After completion of this project Nizhnyaya Tunguska will be dammed, flooding about 10000 km2 of forest and tundra (roughly the size of Lebanon or the islands of Hawaii), some of which contains buried nuclear waste, and displacing the indigenous Evenk population. The cost of the plant is estimated at $13 billion dollars, which includes costs of electric power lines. The plant will be built and operated by RusHydro in the Krasnoyarsk region, and the electricity will be channeled to European Russia via a 3500 km system of power lines.

==Notable facts==
- The colonisation history of Western Siberia by Russians since 17th and 18th centuries was reflected in various names for the river at different times. At some periods it was called Troitskaya Tunguska (Троицкая Тунгуска), Monastyrskaya Tunguska (Монастырская Тунгуске) and Mangaseyan Tunguska (Мангазейская Тунгуска, see Mangaseya).
- In literature, the river Nizhnyaya Tunguska is described in the novel Gloomy River by Vyacheslav Shishkov.
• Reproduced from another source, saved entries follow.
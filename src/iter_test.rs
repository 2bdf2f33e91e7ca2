use super::*;
use crate::{Bst, Rbt, Tree};

fn perfect<T>() -> T
where
    T: Tree<u32> + Default,
{
    let mut tree = T::default();
    for key in [4, 2, 6, 1, 3, 5, 7] {
        tree.insert(key);
    }
    tree
}

#[test]
fn test_iter() {
    let tree: Bst<u32> = perfect();

    let mut iter = tree.iter();
    assert!(iter.has_next());
    let keys: Vec<u32> = iter.by_ref().cloned().collect();
    assert_eq!(keys, vec![1, 2, 3, 4, 5, 6, 7]);
    assert!(!iter.has_next());
    assert_eq!(iter.next(), None);
    assert_eq!(iter.next(), None);

    // a fresh iterator walks again.
    assert_eq!(tree.iter().count(), 7);
}

#[test]
fn test_iter_empty() {
    let tree: Rbt<u32> = Rbt::new();
    let mut iter = tree.iter();
    assert!(!iter.has_next());
    assert_eq!(iter.next(), None);
    assert_eq!(height(tree.root_handle()), 0);
    assert!(preorder(tree.root_handle()).is_empty());
    assert!(postorder(tree.root_handle()).is_empty());
}

#[test]
fn test_next_handle() {
    let tree: Rbt<u32> = perfect();
    let mut iter = tree.iter();
    let mut n = 0;
    while let Some(h) = iter.next_handle() {
        n += 1;
        assert_eq!(*h.key(), n);
        if let Some(left) = h.left() {
            assert!(left.key() < h.key());
        }
    }
    assert_eq!(n, 7);
}

#[test]
fn test_orders() {
    let tree: Bst<u32> = perfect();

    let keys: Vec<u32> = preorder(tree.root_handle()).into_iter().cloned().collect();
    assert_eq!(keys, vec![4, 2, 1, 3, 6, 5, 7]);
    let keys: Vec<u32> = postorder(tree.root_handle()).into_iter().cloned().collect();
    assert_eq!(keys, vec![1, 3, 2, 5, 7, 6, 4]);
    assert_eq!(height(tree.root_handle()), 3);
}

#[test]
fn test_degenerate() {
    let n = 1_000;
    let mut tree: Bst<u32> = Bst::new();
    for key in (0..n).rev() {
        tree.insert(key);
    }

    assert_eq!(height(tree.root_handle()), n as usize);
    assert_eq!(tree.iter().count(), n as usize);
    assert_eq!(preorder(tree.root_handle()).len(), n as usize);
    let post = postorder(tree.root_handle());
    assert_eq!(post.first(), Some(&&0));
    assert_eq!(post.last(), Some(&&(n - 1)));
}
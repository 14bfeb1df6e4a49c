//! Loader for NEO and close approach source files
//!
//! - NEOs: CSV with a header row
//! - Close approaches: JSON `{"fields": [...], "data": [[...], ...]}`
//!
//! Both produce unlinked entities ready for [`crate::index::NeoDatabase::new`].

mod approaches;
mod errors;
mod neos;

pub use approaches::{load_approaches, read_approaches};
pub use errors::{LoadError, LoadResult};
pub use neos::{load_neos, read_neos};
This writer of the first half of the 20th century visited the river during an expedition in 1911; the name "Gloomy River" was taken from a Siberian song.
- Existing sources indicate that the annual average discharge of water at mouth of its tributary Severnaya is equal to 300 m3/s. As this river joins Nizhnyaya Tunguska downstream of hydrological station "Bolshoy Porog" it means that the known average discharge at mouth of Nizhnyaya Tunguska is significantly underestimated. It must be in the range of 3700 to 3900 m3/s.